I have read and will commit to package maintenance after the review as per the pyOpenSci Policies Guidelines.

Description

Include a brief paragraph describing what your package does: BlockingPy is a package that speeds up record linkage and deduplication tasks by using Approximate Nearest Neighbor (ANN) algorithms to create blocks with candidate record pairs. When linking or deduplicating large datasets, comparing all possible record pairs becomes computationally infeasible.

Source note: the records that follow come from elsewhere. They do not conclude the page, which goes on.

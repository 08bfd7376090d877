//! Video frame sources.

pub mod webcam;
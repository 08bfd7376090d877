//! A simple, high-level image display GUI.
//!
//! The windowing platform owns the main thread, so [`run`] has to be called from `main` and the
//! application callback runs on a separate thread. Frames are handed over by message passing via
//! [`show_image`].

mod renderer;

use std::{
    collections::HashMap,
    panic::{catch_unwind, AssertUnwindSafe},
    process,
    rc::Rc,
    sync::Mutex,
};

use once_cell::sync::OnceCell;
use raw_window_handle::{HasRawDisplayHandle, RawDisplayHandle};
use winit::{
    event::Event,
    event_loop::{ControlFlow, EventLoop, EventLoopBuilder, EventLoopClosed, EventLoopProxy},
    window::WindowId,
};

use crate::{
    image::{Image, Resolution},
    termination::Termination,
};

use self::renderer::{Gpu, Renderer, Window};

struct Gui {
    gpu: Rc<Gpu>,
    windows: HashMap<String, Renderer>,
    win_id_to_title: HashMap<WindowId, String>,
}

impl Gui {
    fn new() -> Self {
        Self {
            gpu: Rc::new(pollster::block_on(Gpu::open()).unwrap()),
            windows: HashMap::new(),
            win_id_to_title: HashMap::new(),
        }
    }

    fn get_renderer_mut(&mut self, win: WindowId) -> &mut Renderer {
        let title = &self.win_id_to_title[&win];
        self.windows.get_mut(title).unwrap()
    }

    fn run(mut self, event_loop: EventLoop<Msg>) -> ! {
        event_loop.run(move |event, target, flow| {
            *flow = ControlFlow::Wait;
            match event {
                Event::UserEvent(Msg::Frame { title, res, data }) => {
                    let renderer = self.windows.entry(title.clone()).or_insert_with(|| {
                        log::debug!("creating window '{title}' at {res}");

                        let win = Window::open(target, &title, res).unwrap();
                        let win_id = win.win.id();
                        let renderer = Renderer::new(win, self.gpu.clone()).unwrap();

                        self.win_id_to_title.insert(win_id, title.clone());

                        renderer
                    });

                    renderer.update_texture(res, &data);
                    renderer.window().request_redraw();
                }
                Event::RedrawRequested(window) => {
                    let renderer = self.get_renderer_mut(window);
                    renderer.redraw();
                }
                _ => {}
            }
        });
    }
}

#[derive(Debug)]
enum Msg {
    Frame {
        title: String,
        res: Resolution,
        data: Vec<u8>,
    },
}

struct AssertSendSync<T>(T);
unsafe impl<T> Sync for AssertSendSync<T> {}
unsafe impl<T> Send for AssertSendSync<T> {}

/// A connection to the native display server.
pub struct Display {
    raw: AssertSendSync<RawDisplayHandle>,
    proxy: Mutex<EventLoopProxy<Msg>>,
}

impl Display {
    pub fn get() -> &'static Display {
        DISPLAY.get().expect("display not initialized")
    }
}

unsafe impl HasRawDisplayHandle for Display {
    fn raw_display_handle(&self) -> RawDisplayHandle {
        self.raw.0
    }
}

static DISPLAY: OnceCell<Display> = OnceCell::new();

fn send(msg: Msg) {
    Display::get()
        .proxy
        .lock()
        .unwrap()
        .send_event(msg)
        .map_err(|_closed| EventLoopClosed(()))
        .unwrap();
}

/// Initializes the GUI and runs `cb` on a worker thread.
///
/// This never returns; when `cb` finishes, the process exits with a status code derived from its
/// [`Termination`] value.
pub(crate) fn run<F, R>(cb: F) -> !
where
    F: FnOnce() -> R + Send + 'static,
    R: Termination + Send,
{
    let event_loop = EventLoopBuilder::with_user_event().build();
    let proxy = event_loop.create_proxy();
    let display = Display {
        raw: AssertSendSync(event_loop.raw_display_handle()),
        proxy: Mutex::new(proxy),
    };
    DISPLAY
        .set(display)
        .ok()
        .expect("display already initialized");

    // The GUI is now initialized; spawn another thread to run the application code.
    std::thread::spawn(move || {
        let result = catch_unwind(AssertUnwindSafe(cb));
        match result {
            Ok(r) => {
                if r.is_success() {
                    process::exit(0);
                } else {
                    r.report(); // may print the error message
                    process::exit(1);
                }
            }
            Err(_payload) => {
                // The panic hook already printed the message and backtrace; exit with 101 like
                // libstd would.
                process::exit(101);
            }
        }
    });

    let gui = Gui::new();
    gui.run(event_loop);
}

/// Displays an image in a window.
///
/// `title` identifies the window; the first call with a given title creates it at the image's
/// resolution.
pub fn show_image(title: impl Into<String>, image: &Image) {
    // Image data is RGBA8 internally so that no conversion before GPU upload is needed.
    let data = image.data().to_vec();

    send(Msg::Frame {
        title: title.into(),
        res: image.resolution(),
        data,
    });
}
impl Rect {
    /// Creates a rectangle centered on `(x_center, y_center)`.
    #[inline]
    pub fn from_center(x_center: f32, y_center: f32, width: f32, height: f32) -> Self {
        Self {
            x_center,
            y_center,
            width,
            height,
        }
    }

    /// Creates a rectangle from its top-left corner and size.
    #[inline]
    pub fn from_top_left(top_left_x: f32, top_left_y: f32, width: f32, height: f32) -> Self {
        Self::from_center(
            top_left_x + width * 0.5,
            top_left_y + height * 0.5,
            width,
            height,
        )
    }

    /// Creates the rectangle spanning the given X and Y coordinate ranges.
    pub fn from_ranges(x: RangeInclusive<f32>, y: RangeInclusive<f32>) -> Self {
        Self::span_inner(*x.start(), *y.start(), *x.end(), *y.end())
    }

    /// Computes the smallest axis-aligned rectangle containing all of `points`.
    ///
    /// Returns [`None`] for an empty iterator.
    pub fn bounding<I: IntoIterator<Item = [f32; 2]>>(points: I) -> Option<Self> {
        let mut iter = points.into_iter();

        let [mut min_x, mut min_y] = iter.next()?;
        let [mut max_x, mut max_y] = [min_x, min_y];

        for [x, y] in iter {
            min_x = min_x.min(x);
            min_y = min_y.min(y);
            max_x = max_x.max(x);
            max_y = max_y.max(y);
        }

        Some(Self::span_inner(min_x, min_y, max_x, max_y))
    }

    fn span_inner(x_min: f32, y_min: f32, x_max: f32, y_max: f32) -> Self {
        assert!(x_min <= x_max, "x_min={}, x_max={}", x_min, x_max);
        assert!(y_min <= y_max, "y_min={}, y_max={}", y_min, y_max);
        Self::from_top_left(x_min, y_min, x_max - x_min, y_max - y_min)
    }

    /// Scales width and height by `scale`, keeping the center fixed.
    #[must_use]
    pub fn scale(&self, scale: f32) -> Self {
        Self {
            width: self.width * scale,
            height: self.height * scale,
            ..*self
        }
    }

    /// Adds a margin of `amount` times the width/height to each side of the rectangle.
    #[must_use]
    pub fn grow_rel(&self, amount: f32) -> Self {
        Self {
            width: self.width + self.width * amount * 2.0,
            height: self.height + self.height * amount * 2.0,
            ..*self
        }
    }

    /// Symmetrically widens or heightens `self` until it has the given aspect ratio.
    #[must_use]
    pub fn grow_to_fit_aspect(&self, target_aspect: AspectRatio) -> Self {
        let mut res = *self;
        let target_width = self.height * target_aspect.as_f32();
        if target_width >= self.width {
            res.width = target_width;
        } else {
            res.height = self.width / target_aspect.as_f32();
        }

        res
    }

    /// Re-centers the rectangle on `(x_center, y_center)`, growing it as needed so that it
    /// still covers its original area.
    #[must_use]
    pub fn grow_move_center(&self, x_center: f32, y_center: f32) -> Self {
        let w = f32::max(
            (x_center - self.x()).abs(),
            (x_center - (self.x() + self.width())).abs(),
        ) * 2.0;
        let h = f32::max(
            (y_center - self.y()).abs(),
            (y_center - (self.y() + self.height())).abs(),
        ) * 2.0;

        Self::from_center(x_center, y_center, w, h)
    }

    /// Returns the X coordinate of the rectangle's left edge.
    #[inline]
    pub fn x(&self) -> f32 {
        self.x_center - self.width * 0.5
    }

    /// Returns the Y coordinate of the rectangle's top edge.
    #[inline]
    pub fn y(&self) -> f32 {
        self.y_center - self.height * 0.5
    }

    #[inline]
    pub fn width(&self) -> f32 {
        self.width
    }

    #[inline]
    pub fn height(&self) -> f32 {
        self.height
    }

    #[inline]
    pub fn x_center(&self) -> f32 {
        self.x_center
    }

    #[inline]
    pub fn y_center(&self) -> f32 {
        self.y_center
    }

    #[inline]
    pub fn center(&self) -> (f32, f32) {
        (self.x_center, self.y_center)
    }

    /// Returns the area covered by `self`, in square pixels.
    #[inline]
    pub fn area(&self) -> f32 {
        self.width * self.height
    }

    #[must_use]
    pub fn move_by(&self, x: f32, y: f32) -> Rect {
        Rect {
            x_center: self.x_center + x,
            y_center: self.y_center + y,
            ..*self
        }
    }

    #[must_use]
    pub fn move_to(&self, x: f32, y: f32) -> Rect {
        Rect::from_top_left(x, y, self.width, self.height)
    }

    /// Computes the overlap of `self` and `other`.
    ///
    /// Returns [`None`] when the rectangles don't overlap at all.
    pub fn intersection(&self, other: &Rect) -> Option<Rect> {
        let x_min = self.x().max(other.x());
        let y_min = self.y().max(other.y());
        let x_max = (self.x() + self.width()).min(other.x() + other.width());
        let y_max = (self.y() + self.height()).min(other.y() + other.height());
        if x_min > x_max || y_min > y_max {
            return None;
        }

        Some(Rect::span_inner(x_min, y_min, x_max, y_max))
    }

    fn intersection_area(&self, other: &Self) -> f32 {
        self.intersection(other).map_or(0.0, |rect| rect.area())
    }

    fn union_area(&self, other: &Self) -> f32 {
        self.area() + other.area() - self.intersection_area(other)
    }

    /// Computes the Intersection over Union (IOU) of `self` and `other`.
    pub fn iou(&self, other: &Self) -> f32 {
        self.intersection_area(other) / self.union_area(other)
    }

    pub fn contains_point(&self, [x, y]: [f32; 2]) -> bool {
        self.x() <= x
            && self.y() <= y
            && self.x() + self.width() >= x
            && self.y() + self.height() >= y
    }

    /// Returns the corners in order: top-left, top-right, bottom-right, bottom-left.
    pub fn corners(&self) -> [[f32; 2]; 4] {
        let [x, y] = [self.x(), self.y()];
        let [w, h] = [self.width, self.height];
        [[x, y], [x + w, y], [x + w, y + h], [x, y + h]]
    }
}
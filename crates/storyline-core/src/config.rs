//! Runner configuration
//!
//! Every field has a default, so an empty document is valid:
//!
//! ```toml
//! finalizer_name = "drop"
//! catch_panics = true
//!
//! [formatter]
//! date_format = "%d/%m/%Y"
//! ```

use crate::error::RunnerConfigError;
use serde::Deserialize;
use storyline_text::FormatterConfig;

/// Default finalizer identifier
pub const DEFAULT_FINALIZER: &str = "drop";

/// Class runner settings
#[derive(Debug, Clone, PartialEq, Eq, Deserialize)]
#[serde(default)]
pub struct RunnerConfig {
    /// Identifier passed through the narrator untouched (case-insensitive)
    pub finalizer_name: String,
    /// Catch panics in method bodies and expectation-checked steps
    pub catch_panics: bool,
    /// Argument formatting
    pub formatter: FormatterConfig,
}

impl Default for RunnerConfig {
    fn default() -> Self {
        Self {
            finalizer_name: DEFAULT_FINALIZER.to_string(),
            catch_panics: true,
            formatter: FormatterConfig::default(),
        }
    }
}

impl RunnerConfig {
    /// Parse a TOML document
    ///
    /// # Errors
    /// Returns [`RunnerConfigError`] on malformed TOML or an invalid value.
    pub fn from_toml_str(document: &str) -> Result<Self, RunnerConfigError> {
        let config: Self = toml::from_str(document)?;
        config.validate()?;
        Ok(config)
    }

    /// Check field values
    ///
    /// # Errors
    /// Returns [`RunnerConfigError::InvalidValue`] for an empty finalizer
    /// name, or a date format that is empty or has an unknown specifier.
    pub fn validate(&self) -> Result<(), RunnerConfigError> {
        if self.finalizer_name.trim().is_empty() {
            return Err(RunnerConfigError::InvalidValue {
                field: "finalizer_name",
                reason: "must not be empty".to_string(),
            });
        }
        self.formatter
            .validate()
            .map_err(|err| RunnerConfigError::InvalidValue {
                field: "formatter.date_format",
                reason: err.to_string(),
            })
    }

    /// Check if `identifier` names the finalizer
    #[must_use]
    pub fn is_finalizer(&self, identifier: &str) -> bool {
        identifier.eq_ignore_ascii_case(&self.finalizer_name)
    }

    /// With finalizer name
    #[must_use]
    pub fn with_finalizer_name(mut self, name: impl Into<String>) -> Self {
        self.finalizer_name = name.into();
        self
    }

    /// With panic catching
    #[must_use]
    pub fn with_catch_panics(mut self, catch: bool) -> Self {
        self.catch_panics = catch;
        self
    }

    /// With formatter settings
    #[must_use]
    pub fn with_formatter(mut self, formatter: FormatterConfig) -> Self {
        self.formatter = formatter;
        self
    }
}

#[cfg(test)]
mod tests {
    use super::*;

    #[test]
    fn empty_document_uses_defaults() {
        assert_eq!(RunnerConfig::from_toml_str("").unwrap(), RunnerConfig::default());
    }

    #[test]
    fn partial_document() {
        let config = RunnerConfig::from_toml_str(
            r#"
            catch_panics = false

            [formatter]
            date_format = "%Y-%m-%d"
            "#,
        )
        .unwrap();
        assert!(!config.catch_panics);
        assert_eq!(config.finalizer_name, "drop");
        assert_eq!(config.formatter.date_format, "%Y-%m-%d");
    }

    #[test]
    fn rejects_empty_finalizer() {
        let err = RunnerConfig::from_toml_str(r#"finalizer_name = " ""#).unwrap_err();
        assert!(matches!(err, RunnerConfigError::InvalidValue { field: "finalizer_name", .. }));
    }

    #[test]
    fn rejects_unknown_date_specifier() {
        let err = RunnerConfig::from_toml_str("[formatter]\ndate_format = \"%Q\"").unwrap_err();
        assert!(matches!(
            err,
            RunnerConfigError::InvalidValue { field: "formatter.date_format", .. }
        ));
    }

    #[test]
    fn rejects_malformed_toml() {
        assert!(matches!(
            RunnerConfig::from_toml_str("catch_panics = maybe"),
            Err(RunnerConfigError::Parse(_))
        ));
    }

    #[test]
    fn finalizer_is_case_insensitive() {
        let config = RunnerConfig::default();
        assert!(config.is_finalizer("DROP"));
        assert!(!config.is_finalizer("dropped"));
    }
}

BlockingPy solves this by using ANN algorithms to quickly identify similar records while significantly reducing the number of required comparisons.

Scope

Please indicate which category or categories.
Check out our package scope page to learn more about our
scope. (If you are unsure of which category you fit, we suggest you make a pre-submission inquiry):
- Data retrieval
- Data extraction
- Data processing/munging
- Data deposition
- Data validation and testing
- Data visualization¹
- Workflow automation
- Citation management and bibliometrics
- Scientific software wrappers
- Database interoperability

Domain Specific

Geospatial
Education

Community Partnerships

If your package is associated with an
existing community please check below:

Astropy:My package adheres to Astropy community standards
Pangeo: My package adheres to the Pangeo standards listed in the pyOpenSci peer review guidebook

For all submissions, explain how and why the package falls under the categories you indicated above. In your explanation, please address the following points (briefly, 1-2 sentences for each):
- Data processing/munging : BlockingPy transforms raw data into feature vectors and applies ANN algorithms and graphs to reduce the comparison space which enables scalable record linkage and deduplication.
- Who is the target audience and what are scientific applications of this package?
  BlockingPy is targeted for data scientists, researchers, and analysts working with large datasets that require record matching or deduplication and need a scalable approach.
- Are there other Python packages that accomplish the same thing? If so, how does yours differ?
  There are many packages around Record Linkage, however ours specializes in the blocking task and uses novel approach which is the use of ANN algorithms.
- If you made a pre-submission enquiry, please paste the link to the corresponding issue, forum post, or other discussion, or @tag the editor you contacted:
  No inquiry was made

Technical checks

For details about the pyOpenSci packaging requirements, see our packaging guide. Confirm each of the following by checking the box. This package:

does not violate the Terms of Service of any service it interacts with.
uses an OSI approved license.
contains a README with instructions for installing the development version.
includes documentation with examples for all functions.
contains a tutorial with examples of its essential functions and uses.
has a test suite.
has continuous integration setup, such as GitHub Actions CircleCI, and/or others.

Publication Options

Do you wish to automatically submit to the Journal of Open Source Software? If so:

JOSS Checks

The package has an obvious research application according to JOSS's definition in their submission requirements. Be aware that completing the pyOpenSci review process does not guarantee acceptance to JOSS. Be sure to read their submission requirements (linked above) if you are interested in submitting to JOSS.
The package is not a "minor utility" as defined by JOSS's submission requirements: "Minor ‘utility’ packages, including ‘thin’ API clients, are not acceptable." pyOpenSci welcomes these packages under "Data Retrieval", but JOSS has slightly different criteria.
The package contains a paper.md matching JOSS's requirements with a high-level description in the package root or in inst/.
The package is deposited in a long-term repository with the DOI:

Note: JOSS accepts our review as theirs. You will NOT need to go through another full review. JOSS will only review your paper.md file. Be sure to link to this pyOpenSci issue when a JOSS issue is opened for your package. Also be sure to tell the JOSS editor that this is a pyOpenSci reviewed package once you reach this step.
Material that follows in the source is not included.